119 Views Asked by At

Let us first consider a ground-truth: $$y_i= \theta_0 x_i + e_i,$$ where $\theta_0 \not= 0$ is a constant and $e_i$ is an independent random noise over $i$. Suppose that I can obtain measurements of $y_i$ and $x_i$ over $i$.

Then to estimate the unknown parameter $\theta_0$, we typically consider a linear regression model of the above ground-truth: \begin{equation} y_i= \theta x_i + \epsilon_i \end{equation} where $\theta$ is a to-be-determined parameter and $\epsilon_i$ is assumed to be independent over $i$. Let us say that $\theta \in \Theta \subseteq \mathbb{R}$, which is the range where we search for an estimate $\hat{\theta}$ of $\theta_0$.

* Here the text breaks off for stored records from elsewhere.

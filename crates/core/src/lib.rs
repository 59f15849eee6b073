//! Clearfreight Core - Tariff classification and landed-cost engine.
//!
//! This crate contains the business logic of the classification engine.
//! It is storage-agnostic: persistence happens behind the
//! [`MeasureStore`](rates::MeasureStore) trait, implemented by the hosting
//! application.
//!
//! The engine is assembled from four cooperating parts. A caller supplies a
//! commodity code, an origin country, a customs value and an Incoterm; the
//! code is normalized, the [`RateService`](rates::RateService) resolves the
//! operative duty and VAT rates through its cache tiers, the agreement
//! matcher annotates preferential eligibility, and the
//! [`LandedCostCalculator`](landed_cost::LandedCostCalculator) produces the
//! payable breakdown.

pub mod agreements;
pub mod classification;
pub mod constants;
pub mod errors;
pub mod landed_cost;
pub mod rates;
pub mod risk;
pub mod utils;

// Re-export the boundary types from the tariff data crate
pub use clearfreight_tariff_data::{
    DutyRate, MeasureType, Region, TariffAuthorityProvider, TariffCode, TariffDataError,
    TariffMeasure,
};

// Re-export error types
pub use errors::Error;
pub use errors::Result;
//! Tariff measure records.

use chrono::NaiveDate;
use serde::{Deserialize, Serialize};

use super::duty_rate::DutyRate;
use super::tariff_code::TariffCode;

/// Origin sentinel for measures that apply to every country.
pub const ORIGIN_ALL: &str = "ALL";

/// The kind of measure an authority publishes against a code.
#[derive(Debug, Clone, Copy, PartialEq, Eq, Serialize, Deserialize)]
#[serde(rename_all = "SCREAMING_SNAKE_CASE")]
pub enum MeasureType {
    /// Default duty applicable absent any preference
    ThirdCountry,
    /// Reduced rate under a trade agreement
    Preferential,
    /// Additional duty on dumped goods from specific origins
    AntiDumping,
    /// Import VAT measure
    Vat,
    /// Any measure kind the engine does not act on (excise, quotas, ...)
    Other,
}

/// One rate entry from an authority feed.
///
/// Multiple measures may apply to the same code; the resolver picks the
/// most specific applicable one (exact origin beats [`ORIGIN_ALL`],
/// in-validity beats expired, preferential beats third-country when the
/// origin qualifies).
#[derive(Debug, Clone, PartialEq, Serialize, Deserialize)]
#[serde(rename_all = "camelCase")]
pub struct TariffMeasure {
    /// Commodity code the measure is published against
    pub code: TariffCode,
    /// ISO-2 origin country, or [`ORIGIN_ALL`] for group/erga-omnes areas
    pub origin_country: String,
    /// Authority geographical area id (country or group)
    pub geographical_area: String,
    /// Human-readable area description, when the feed carries one
    pub geographical_area_description: Option<String>,
    /// Measure kind
    pub measure_type: MeasureType,
    /// Parsed duty expression
    pub duty_rate: DutyRate,
    /// Start of validity, when bounded
    pub valid_from: Option<NaiveDate>,
    /// End of validity, when bounded
    pub valid_to: Option<NaiveDate>,
}

impl TariffMeasure {
    /// Whether the measure is within its validity window on `date`.
    ///
    /// Unbounded ends are treated as open: a measure with no dates at all
    /// is always active.
    pub fn is_active(&self, date: NaiveDate) -> bool {
        if let Some(from) = self.valid_from {
            if date < from {
                return false;
            }
        }
        if let Some(to) = self.valid_to {
            if date > to {
                return false;
            }
        }
        true
    }

    /// Whether the measure applies to goods from `origin_country`.
    ///
    /// Exact ISO-2 match or the [`ORIGIN_ALL`] sentinel.
    pub fn applies_to_origin(&self, origin_country: &str) -> bool {
        self.origin_country == ORIGIN_ALL
            || self.origin_country.eq_ignore_ascii_case(origin_country)
    }
}

#[cfg(test)]
mod tests {
    use super::*;

    fn measure(origin: &str, from: Option<&str>, to: Option<&str>) -> TariffMeasure {
        TariffMeasure {
            code: TariffCode::normalize("8471300000"),
            origin_country: origin.to_string(),
            geographical_area: origin.to_string(),
            geographical_area_description: None,
            measure_type: MeasureType::ThirdCountry,
            duty_rate: DutyRate::Free,
            valid_from: from.map(|d| d.parse().unwrap()),
            valid_to: to.map(|d| d.parse().unwrap()),
        }
    }

    #[test]
    fn test_is_active_window() {
        let m = measure("ALL", Some("2024-01-01"), Some("2024-12-31"));
        assert!(m.is_active("2024-06-15".parse().unwrap()));
        assert!(!m.is_active("2023-12-31".parse().unwrap()));
        assert!(!m.is_active("2025-01-01".parse().unwrap()));
    }

    #[test]
    fn test_unbounded_is_always_active() {
        let m = measure("ALL", None, None);
        assert!(m.is_active("1990-01-01".parse().unwrap()));
    }

    #[test]
    fn test_applies_to_origin() {
        let m = measure("CN", None, None);
        assert!(m.applies_to_origin("CN"));
        assert!(m.applies_to_origin("cn"));
        assert!(!m.applies_to_origin("JP"));
        assert!(measure("ALL", None, None).applies_to_origin("JP"));
    }
}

Now I am a bit confused by the above assumption of independence on $\epsilon_i$ in the regression model.

By this assumption, are we assuming that $\epsilon_i$ is independent over $i$ for any $\theta \in \Theta$?

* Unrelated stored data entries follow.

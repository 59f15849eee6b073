//! Landed-cost calculator.

use rust_decimal::Decimal;

use crate::constants::MONETARY_PRECISION;
use crate::errors::{Result, ValidationError};
use crate::utils::rounding::round_to_decimal;

use super::incoterms::ValuationTable;
use super::model::{LandedCostInput, LandedCostResult};

/// Combines customs value, duty rate, VAT rate and ancillary costs into the
/// payable breakdown.
///
/// Stateless apart from its valuation table; one instance can serve
/// concurrent requests.
#[derive(Debug, Clone, Default)]
pub struct LandedCostCalculator {
    table: ValuationTable,
}

impl LandedCostCalculator {
    /// Calculator with the standard valuation table.
    pub fn new() -> Self {
        Self::default()
    }

    /// Calculator with a caller-supplied valuation table.
    pub fn with_table(table: ValuationTable) -> Self {
        Self { table }
    }

    /// Compute the duty/VAT/total payable for one shipment.
    ///
    /// Rejects invalid input before any computation: negative amounts and
    /// negative rates are caller errors. Zero rates are valid (duty-free /
    /// VAT-exempt). VAT is charged on the duty-inclusive value per the
    /// standard EU/UK customs rule, with half-up rounding at each step.
    pub fn calculate(&self, input: &LandedCostInput) -> Result<LandedCostResult> {
        validate(input)?;

        let adjustment = self.table.adjustment(input.incoterm);
        let freight = input.freight_cost.unwrap_or(Decimal::ZERO);
        let insurance = input.insurance_cost.unwrap_or(Decimal::ZERO);
        let post_clearance = input.post_clearance_charges.unwrap_or(Decimal::ZERO);

        let mut base = input.customs_value;
        if adjustment.add_freight {
            base += freight;
        }
        if adjustment.add_insurance {
            base += insurance;
        }
        if adjustment.deduct_post_clearance {
            if post_clearance > base {
                return Err(ValidationError::InvalidInput(format!(
                    "post-clearance charges {} exceed customs value {}",
                    post_clearance, base
                ))
                .into());
            }
            base -= post_clearance;
        }

        let hundred = Decimal::ONE_HUNDRED;
        let duty_amount = round_to_decimal(
            base * input.duty_rate_percent / hundred,
            MONETARY_PRECISION,
        );
        let vat_base = base + duty_amount;
        let vat_amount = round_to_decimal(
            vat_base * input.vat_rate_percent / hundred,
            MONETARY_PRECISION,
        );
        let total_payable = round_to_decimal(duty_amount + vat_amount, MONETARY_PRECISION);

        Ok(LandedCostResult {
            customs_value: input.customs_value,
            taxable_base: base,
            duty_amount,
            vat_amount,
            total_payable,
            applied_duty_rate: input.duty_rate_percent,
            applied_vat_rate: input.vat_rate_percent,
            currency: input.currency.clone(),
            incoterm: input.incoterm,
            applied_agreement: input.applied_agreement.clone(),
        })
    }
}

fn validate(input: &LandedCostInput) -> Result<()> {
    let non_negative = [
        ("customsValue", Some(input.customs_value)),
        ("freightCost", input.freight_cost),
        ("insuranceCost", input.insurance_cost),
        ("postClearanceCharges", input.post_clearance_charges),
        ("dutyRatePercent", Some(input.duty_rate_percent)),
        ("vatRatePercent", Some(input.vat_rate_percent)),
    ];
    for (field, value) in non_negative {
        if let Some(value) = value {
            if value < Decimal::ZERO {
                return Err(ValidationError::InvalidInput(format!(
                    "{} must not be negative, got {}",
                    field, value
                ))
                .into());
            }
        }
    }
    if input.currency.trim().is_empty() {
        return Err(ValidationError::MissingField("currency".to_string()).into());
    }
    Ok(())
}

Or are we assuming that: if $\theta_0 \in \Theta$, then there exists a $\theta = \theta_0$, such that $\epsilon_i=e_i$ leads to an independent varible over $i$?

Then what if the model I choose does not include the ground-truth (suppose I do not know the right model structure), e.g. consider the model $$y_i =\theta+ \epsilon_i,$$ where $\theta$ is a to-be-estimated parameter. Then can I still assume that $\epsilon_i$ is independent over $i$ in the above model? (This is probably a bad example but we can well have cases that the ground truth is not in the model set.)

1

There are 1 best solutions below

3
On

I don't know what kind of notation you're using but its different nonetheless.

Typical theory books construct the model as such: $y=\beta_0+\beta_1x+\epsilon$

However, the regressional model assumes that the 'noise', or random error $\epsilon$, is distributed independently normal. Which means that for any two different observations they are independent; that is, the errors associated with $y_i$ have no correlation on $y_k$ for $i\ne k$

The value of $\theta$ has no influence on the independence of the errors, and visa versa. There are not some values of $\theta$ that make $\epsilon$ not independent.

In practice, it is hard to tell whether the errors are not independent or not, but it usually occurs in a time-series dataset; but you can check for normality by constructing a stem-and-leaf display or histogram of the residuals. If the errors are not distributed normally, you can perform a transformation to 'normalize' more.

Lastly, in the model you gave, $y=\theta+\epsilon$, I do not see a purpose in performing regression when there is no x given. In fact there are infinitely number of possibilities for $\theta$ if there is no x, as any combination of $\theta$+ $\epsilon$=$y$